=Paper=
{{Paper
|id=Vol-3890/paper-35
|storemode=property
|title=Integration of variation data through SPARQL Micro-Services
|pdfUrl=https://ceur-ws.org/Vol-3890/paper-35.pdf
|volume=Vol-3890
}}
==Integration of variation data through SPARQL Micro-Services==
Integration of variation data through SPARQL
Micro-Services
Frederic Metereau1 , Franck Michel1 , Pierre Larmande2,3,∗ , Guilhem Sempere3,4 and
Catherine Faron1
1
Université Côte d’Azur, Inria, CNRS, I3S (UMR 7271), France
2
DIADE, IRD, Univ. Montpellier, CIRAD, Montpellier, France
3
French Institute of Bioinformatics (IFB)—South Green Bioinformatics Platform, Bioversity, CIRAD, INRAE, IRD,
Montpellier, France
4
Intertryp, CIRAD, INRAE, IRD, Montpellier, France
Abstract
Integrating genetic variations data is essential to understand the interactions involving multiple genes in
complex diseases. However, managing and extracting meaningful information from a large volume of
genotyping data is challenging. This work aims to interconnect efficiently a MongoDB database with
an RDF database through SPARQL Micro-Services. We first developed an RDF Model reusing existing
ontologies and implemented it. Then, we evaluated some examples of queries interconnecting two
applications Gigwa (MongoDB) and AgroLD (SPARQL endpoint).
Keywords
Knowledge Graphs, MongoDB, FAIR data, Genetic variations, Bioinformatics
Genetic variation refers to discrepancies in the DNA sequence among individuals. This
variability in the genome accounts for distinctions in traits like eye colour and blood group,
as well as a person’s susceptibility to certain diseases. While specific traits and diseases can
be attributed to variants in single genes, common conditions such as diabetes, heart disease,
various cancers, Alzheimer’s disease, and Parkinson’s disease to name a few, result from
intricate interactions involving multiple genes and environmental factors. Over 80 million
variant sites in the human genome have been identified, encompassing single nucleotide
polymorphisms (SNPs), insertions and deletions (indels), and other structural variants. The
processing of genetic variation data can reach several Gigabytes to several Terabytes. Indeed,
each genome of individuals is stored and compared to the reference genome of the species.

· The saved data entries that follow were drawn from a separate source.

//! Metrics
//!
//! Evaluation metrics for conformal classifiers, conformal regressors and Venn-ABERS predictors.
pub mod classification;
pub mod evaluation;
pub mod probabilistic;
pub mod regression;

use crate::calibration::cvap::CvapPrediction;
use crate::conformal::regression::CPRegressionPrediction;
use crate::errors::ConformalError;
use crate::utils::{items_to_strings, validate_confidence};
use evaluation::EvaluationMetric;
use serde::{Deserialize, Serialize};
use std::collections::BTreeMap;
use std::str::FromStr;

pub use evaluation::is_comparison_better;

/// Confidence used by confidence dependent metrics parsed without an explicit level.
pub const DEFAULT_METRIC_CONFIDENCE: f64 = 0.8;

pub type ClassificationMetric = Box<dyn EvaluationMetric<BTreeMap<i32, f64>> + Send>;
pub type RegressionMetric = Box<dyn EvaluationMetric<CPRegressionPrediction> + Send>;
pub type ProbabilisticMetric = Box<dyn EvaluationMetric<CvapPrediction> + Send>;

#[derive(Debug, Deserialize, Serialize, Clone, Copy, PartialEq)]
pub enum Metric {
    ErrorRate { confidence: f64 },
    AverageSetSize { confidence: f64 },
    SingleLabelRate { confidence: f64 },
    ObservedFuzziness,
    Coverage { confidence: f64 },
    MedianWidth { confidence: f64 },
    RootMeanSquaredError,
    LogLoss,
    Brier,
}

impl Metric {
    /// Build the metric for p-value predictions, `None` if it does not apply to them.
    pub fn classification(&self) -> Result<Option<ClassificationMetric>, ConformalError> {
        Ok(match *self {
            Metric::ErrorRate { confidence } => Some(Box::new(classification::ErrorRate::new(confidence)?)),
            Metric::AverageSetSize { confidence } => Some(Box::new(classification::AverageSetSize::new(confidence)?)),
            Metric::SingleLabelRate { confidence } => {
                Some(Box::new(classification::SingleLabelRate::new(confidence)?))
            }
            Metric::ObservedFuzziness => Some(Box::new(classification::ObservedFuzziness::new())),
            _ => None,
        })
    }

    /// Build the metric for interval predictions, `None` if it does not apply to them.
    pub fn regression(&self) -> Result<Option<RegressionMetric>, ConformalError> {
        Ok(match *self {
            Metric::Coverage { confidence } => Some(Box::new(regression::Coverage::new(confidence)?)),
            Metric::MedianWidth { confidence } => Some(Box::new(regression::MedianWidth::new(confidence)?)),
            Metric::RootMeanSquaredError => Some(Box::new(regression::RootMeanSquaredError::new())),
            _ => None,
        })
    }

    /// Build the metric for calibrated probabilities, `None` if it does not apply to them.
    pub fn probabilistic(&self) -> Option<ProbabilisticMetric> {
        match self {
            Metric::LogLoss => Some(Box::new(probabilistic::LogLoss::new())),
            Metric::Brier => Some(Box::new(probabilistic::Brier::new())),
            _ => None,
        }
    }
}

fn parse_error(s: &str) -> ConformalError {
    ConformalError::ParseString(
        s.to_string(),
        "Metric".to_string(),
        items_to_strings(vec![
            "ErrorRate[@confidence]",
            "AverageSetSize[@confidence]",
            "SingleLabelRate[@confidence]",
            "ObservedFuzziness",
            "Coverage[@confidence]",
            "MedianWidth[@confidence]",
            "RootMeanSquaredError",
            "LogLoss",
            "Brier",
        ]),
    )
}

impl FromStr for Metric {
    type Err = ConformalError;

    /// Parse `Name` or `Name@confidence`, e.g. `ErrorRate@0.9`.
    fn from_str(s: &str) -> Result<Self, Self::Err> {
        let (name, confidence) = match s.split_once('@') {
            Some((name, level)) => {
                let confidence: f64 = level.trim().parse().map_err(|_| parse_error(s))?;
                validate_confidence(confidence)?;
                (name.trim(), Some(confidence))
            }
            None => (s.trim(), None),
        };
        let level = confidence.unwrap_or(DEFAULT_METRIC_CONFIDENCE);
        let metric = match name {
            "ErrorRate" => Metric::ErrorRate { confidence: level },
            "AverageSetSize" => Metric::AverageSetSize { confidence: level },
            "SingleLabelRate" => Metric::SingleLabelRate { confidence: level },
            "Coverage" => Metric::Coverage { confidence: level },
            "MedianWidth" => Metric::MedianWidth { confidence: level },
            "ObservedFuzziness" if confidence.is_none() => Metric::ObservedFuzziness,
            "RootMeanSquaredError" if confidence.is_none() => Metric::RootMeanSquaredError,
            "LogLoss" if confidence.is_none() => Metric::LogLoss,
            "Brier" if confidence.is_none() => Metric::Brier,
            _ => return Err(parse_error(s)),
        };
        Ok(metric)
    }
}

#[cfg(test)]
mod tests {
    use super::*;

    #[test]
    fn test_parse() {
        assert_eq!(
            Metric::from_str("ErrorRate@0.9").unwrap(),
            Metric::ErrorRate { confidence: 0.9 }
        );
        assert_eq!(
            Metric::from_str("Coverage").unwrap(),
            Metric::Coverage {
                confidence: DEFAULT_METRIC_CONFIDENCE
            }
        );
        assert_eq!(Metric::from_str("Brier").unwrap(), Metric::Brier);
        assert!(Metric::from_str("Brier@0.9").is_err());
        assert!(Metric::from_str("ErrorRate@1.5").is_err());
        assert!(Metric::from_str("AUC").is_err());
    }

    #[test]
    fn test_factories() {
        let metric = Metric::from_str("SingleLabelRate@0.7").unwrap();
        let built = metric.classification().unwrap().unwrap();
        assert_eq!(built.name(), "SingleLabelRate@0.7");
        assert!(built.maximize());
        assert!(metric.regression().unwrap().is_none());
        assert!(metric.probabilistic().is_none());
        assert!(Metric::LogLoss.probabilistic().is_some());
        assert!(Metric::RootMeanSquaredError.regression().unwrap().is_some());
    }
}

Thus, the analysis and exploration of this data is a real challenge. A solution to this problem is
to use NoSQL databases tailored to manage large volumes of data with low latency. However,
they lack semantics when the data must be extracted and compared with other data types
such as phenotypes, diseases or gene function. The Semantic Web provides an answer to this
SWAT4HCLS 2024: The 15th International Conference on Semantic Web Applications and Tools for Health Care and Life
Sciences
∗
Corresponding author.
Envelope-Open frederic.metereau@etu.univ-cotedazur.fr (F. Metereau); fmichel@i3s.unice.fr (F. Michel); pierre.larmande@ird.fr
(P. Larmande); guilhem.sempere@cirad.fr (G. Sempere); faron@i3s.unice.fr (C. Faron)

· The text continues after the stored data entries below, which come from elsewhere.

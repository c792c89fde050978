use crate::errors::ConformalError;
use std::cmp::Ordering;

/// Create a string of all available items.
pub fn items_to_strings(items: Vec<&str>) -> String {
    let mut s = String::new();
    for i in items {
        s.push_str(i);
        s.push_str(&String::from(", "));
    }
    s
}

pub fn fmt_vec_output(v: &[f64]) -> String {
    let mut res = String::new();
    if let Some(last) = v.len().checked_sub(1) {
        if last == 0 {
            return format!("{:.4}", v[0]);
        }
        for n in &v[..last] {
            res.push_str(format!("{:.4}", n).as_str());
            res.push_str(", ");
        }
        res.push_str(format!("{:.4}", &v[last]).as_str());
    }
    res
}

// Validation
pub fn validate_positive_float_parameter(value: f64, parameter: &str) -> Result<(), ConformalError> {
    validate_float_parameter(value, 0.0, f64::INFINITY, parameter)
}

pub fn validate_float_parameter(value: f64, min: f64, max: f64, parameter: &str) -> Result<(), ConformalError> {
    if value.is_nan() || value < min || max < value {
        let ex_msg = format!("real value within range {} and {}", min, max);
        Err(ConformalError::InvalidParameter(
            parameter.to_string(),
            ex_msg,
            value.to_string(),
        ))
    } else {
        Ok(())
    }
}

/// Confidence levels must lie in (0, 1].
pub fn validate_confidence(confidence: f64) -> Result<(), ConformalError> {
    if confidence.is_nan() || confidence <= 0.0 || confidence > 1.0 {
        return Err(ConformalError::InvalidParameter(
            "confidence".to_string(),
            "real value within (0, 1]".to_string(),
            confidence.to_string(),
        ));
    }
    Ok(())
}

/// Sort a copy of the values in ascending order, NaN last.
pub fn sorted(values: &[f64]) -> Vec<f64> {
    let mut v = values.to_vec();
    v.sort_by(|a, b| a.partial_cmp(b).unwrap_or_else(|| a.is_nan().cmp(&b.is_nan())));
    v
}

/// Number of values in a sorted slice strictly below `v`.
#[inline]
pub fn count_below(sorted: &[f64], v: f64) -> usize {
    sorted.partition_point(|x| *x < v)
}

/// Number of values in a sorted slice less than or equal to `v`.
#[inline]
pub fn count_at_or_below(sorted: &[f64], v: f64) -> usize {
    sorted.partition_point(|x| *x <= v)
}

pub fn mean(values: &[f64]) -> Option<f64> {
    if values.is_empty() {
        None
    } else {
        Some(values.iter().sum::<f64>() / values.len() as f64)
    }
}

/// Median, averaging the two middle values for even lengths.
pub fn median(values: &[f64]) -> Option<f64> {
    if values.is_empty() {
        return None;
    }
    let v = sorted(values);
    let mid = v.len() / 2;
    if v.len() % 2 == 0 {
        Some((v[mid - 1] + v[mid]) / 2.0)
    } else {
        Some(v[mid])
    }
}

/// Geometric mean of non-negative values, `0.0` if any value is zero.
pub fn geometric_mean(values: &[f64]) -> Option<f64> {
    if values.is_empty() {
        return None;
    }
    if values.iter().any(|v| *v <= 0.0) {
        return Some(0.0);
    }
    Some((values.iter().map(|v| v.ln()).sum::<f64>() / values.len() as f64).exp())
}

/// Whether the values are non-decreasing and free of NaN.
pub fn is_non_decreasing(values: &[f64]) -> bool {
    values.iter().all(|v| !v.is_nan()) && values.windows(2).all(|w| w[0].partial_cmp(&w[1]) != Some(Ordering::Greater))
}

Orcid 0000-0001-9064-0463 (F. Michel); 0000-0002-2923-9790 (P. Larmande); /0000-0001-7429-2091 (G. Sempere);
0000-0001-5959-5561 (C. Faron)
© 2024 Copyright for this paper by its authors. Use permitted under Creative Commons License Attribution 4.0 International (CC BY 4.0).
CEUR
Workshop
Proceedings
http://ceur-ws.org
ISSN 1613-0073
CEUR Workshop Proceedings (CEUR-WS.org)
problem, as RDF enables data to be interconnected between several databases. This work aims
to find a way to interconnect efficiently a MongoDB database with another RDF database.
As a proof of concept, we decided to use the Gigwa [1] and AgroLD [2] database applications
to demonstrate the benefits of leveraging data semantics on a high volume of genomic data.

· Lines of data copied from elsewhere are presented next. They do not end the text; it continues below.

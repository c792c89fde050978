//! Models
//!
//! Small deterministic reference implementations of the scoring-model traits.
//! They are intentionally simple; real applications wrap their own algorithms.
use crate::data::{class_label, DataRecord, FeatureVector};
use crate::errors::ConformalError;
use crate::model::{Classifier, Regressor, ScoringModel};
use hashbrown::HashMap;
use std::collections::BTreeMap;

/// Classifier scoring each label by the negative euclidean distance to the label's centroid.
#[derive(Debug, Clone, Default)]
pub struct NearestCentroid {
    centroids: BTreeMap<i32, Vec<f64>>,
}

impl NearestCentroid {
    pub fn new() -> Self {
        Self::default()
    }

    fn distances(&self, features: &FeatureVector) -> Result<BTreeMap<i32, f64>, ConformalError> {
        if self.centroids.is_empty() {
            return Err(ConformalError::NotTrained(self.name().to_string()));
        }
        Ok(self
            .centroids
            .iter()
            .map(|(label, c)| {
                let centroid = FeatureVector::Dense(c.clone());
                (*label, centroid.squared_distance(features).sqrt())
            })
            .collect())
    }
}

impl ScoringModel for NearestCentroid {
    fn fit(&mut self, records: &[DataRecord]) -> Result<(), ConformalError> {
        if records.is_empty() {
            return Err(ConformalError::EmptyDataset);
        }
        let dim = records
            .iter()
            .filter_map(|r| r.features.max_index())
            .max()
            .map_or(0, |m| m + 1);
        let mut sums: HashMap<i32, (Vec<f64>, usize)> = HashMap::new();
        for r in records {
            let label = class_label(r.label)?;
            let entry = sums.entry(label).or_insert_with(|| (vec![0.0; dim], 0));
            for (i, v) in r.features.iter() {
                entry.0[i] += v;
            }
            entry.1 += 1;
        }
        self.centroids = sums
            .into_iter()
            .map(|(label, (sum, n))| (label, sum.into_iter().map(|s| s / n as f64).collect()))
            .collect();
        Ok(())
    }

    fn is_fitted(&self) -> bool {
        !self.centroids.is_empty()
    }

    fn clone_untrained(&self) -> Self {
        NearestCentroid::new()
    }

    fn name(&self) -> &str {
        "NearestCentroid"
    }
}

impl Classifier for NearestCentroid {
    fn predict_scores(&self, features: &FeatureVector) -> Result<BTreeMap<i32, f64>, ConformalError> {
        Ok(self.distances(features)?.into_iter().map(|(l, d)| (l, -d)).collect())
    }

    fn supports_probabilities(&self) -> bool {
        true
    }

    // Softmax over negative distances.
    fn predict_probabilities(&self, features: &FeatureVector) -> Result<BTreeMap<i32, f64>, ConformalError> {
        let scores = self.predict_scores(features)?;
        let max = scores.values().copied().fold(f64::NEG_INFINITY, f64::max);
        let exp: BTreeMap<i32, f64> = scores.into_iter().map(|(l, s)| (l, (s - max).exp())).collect();
        let total: f64 = exp.values().sum();
        Ok(exp.into_iter().map(|(l, e)| (l, e / total)).collect())
    }
}

/// Regressor predicting the mean label of the `k` nearest training records.
#[derive(Debug, Clone)]
pub struct KNearestNeighbors {
    k: usize,
    records: Vec<DataRecord>,
}

impl KNearestNeighbors {
    pub fn new(k: usize) -> Result<Self, ConformalError> {
        if k == 0 {
            return Err(ConformalError::InvalidParameter(
                "k".to_string(),
                "a positive integer".to_string(),
                k.to_string(),
            ));
        }
        Ok(KNearestNeighbors { k, records: Vec::new() })
    }
}

impl ScoringModel for KNearestNeighbors {
    fn fit(&mut self, records: &[DataRecord]) -> Result<(), ConformalError> {
        if records.is_empty() {
            return Err(ConformalError::EmptyDataset);
        }
        self.records = records.to_vec();
        Ok(())
    }

    fn is_fitted(&self) -> bool {
        !self.records.is_empty()
    }

    fn clone_untrained(&self) -> Self {
        KNearestNeighbors {
            k: self.k,
            records: Vec::new(),
        }
    }

    fn name(&self) -> &str {
        "KNearestNeighbors"
    }
}

impl Regressor for KNearestNeighbors {
    fn predict_value(&self, features: &FeatureVector) -> Result<f64, ConformalError> {
        if self.records.is_empty() {
            return Err(ConformalError::NotTrained(self.name().to_string()));
        }
        let mut dist: Vec<(f64, usize)> = self
            .records
            .iter()
            .enumerate()
            .map(|(i, r)| (r.features.squared_distance(features), i))
            .collect();
        // Ties broken on insertion order so predictions are deterministic.
        dist.sort_by(|a, b| a.0.total_cmp(&b.0).then(a.1.cmp(&b.1)));
        let k = self.k.min(dist.len());
        Ok(dist[..k].iter().map(|(_, i)| self.records[*i].label).sum::<f64>() / k as f64)
    }
}

#[cfg(test)]
mod tests {
    use super::*;

    fn rec(label: f64, x: f64) -> DataRecord {
        DataRecord::new(label, FeatureVector::dense(vec![x]))
    }

    #[test]
    fn test_nearest_centroid() {
        let mut model = NearestCentroid::new();
        assert!(!model.is_fitted());
        model
            .fit(&[rec(0.0, 0.0), rec(0.0, 1.0), rec(1.0, 4.0), rec(1.0, 6.0)])
            .unwrap();
        let scores = model.predict_scores(&FeatureVector::dense(vec![1.0])).unwrap();
        assert_eq!(scores[&0], -0.5);
        assert_eq!(scores[&1], -4.0);
        let probs = model.predict_probabilities(&FeatureVector::dense(vec![1.0])).unwrap();
        assert!((probs.values().sum::<f64>() - 1.0).abs() < 1e-12);
        assert!(probs[&0] > probs[&1]);
        assert!(!model.clone_untrained().is_fitted());
    }

    #[test]
    fn test_knn() {
        let mut model = KNearestNeighbors::new(2).unwrap();
        model.fit(&[rec(1.0, 0.0), rec(3.0, 1.0), rec(10.0, 10.0)]).unwrap();
        let pred = model.predict_value(&FeatureVector::dense(vec![0.4])).unwrap();
        assert_eq!(pred, 2.0);
        assert!(KNearestNeighbors::new(0).is_err());
    }
}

Gigwa is a web application designed to store large volumes of genotypes (up to tens of billions),
initially imported from VCF or other file formats, in a MongoDB [3] database, and to provide a
straightforward interface for filtering these data. It makes it possible to navigate within search
results, visualize them in different ways, and re-export subsets of data into various common
formats. AgroLD is a knowledge graph that exploits Semantic Web technologies to integrate
data of interest for the plant science community. AgroLD is built incrementally spanning
vast aspects of plant molecular interactions. The current phase covers information on genes,
proteins, predictions of homologous genes, metabolic pathways, plant trait associations and
genetic studies.
For this work, we first developed an RDF model based on existing ontologies and inspired by
DisGeNET [4]. We extended it with some features needed for the Gigwa data model which
integrates gene annotation information. Then we developed some SPARQL Micro-Services [5]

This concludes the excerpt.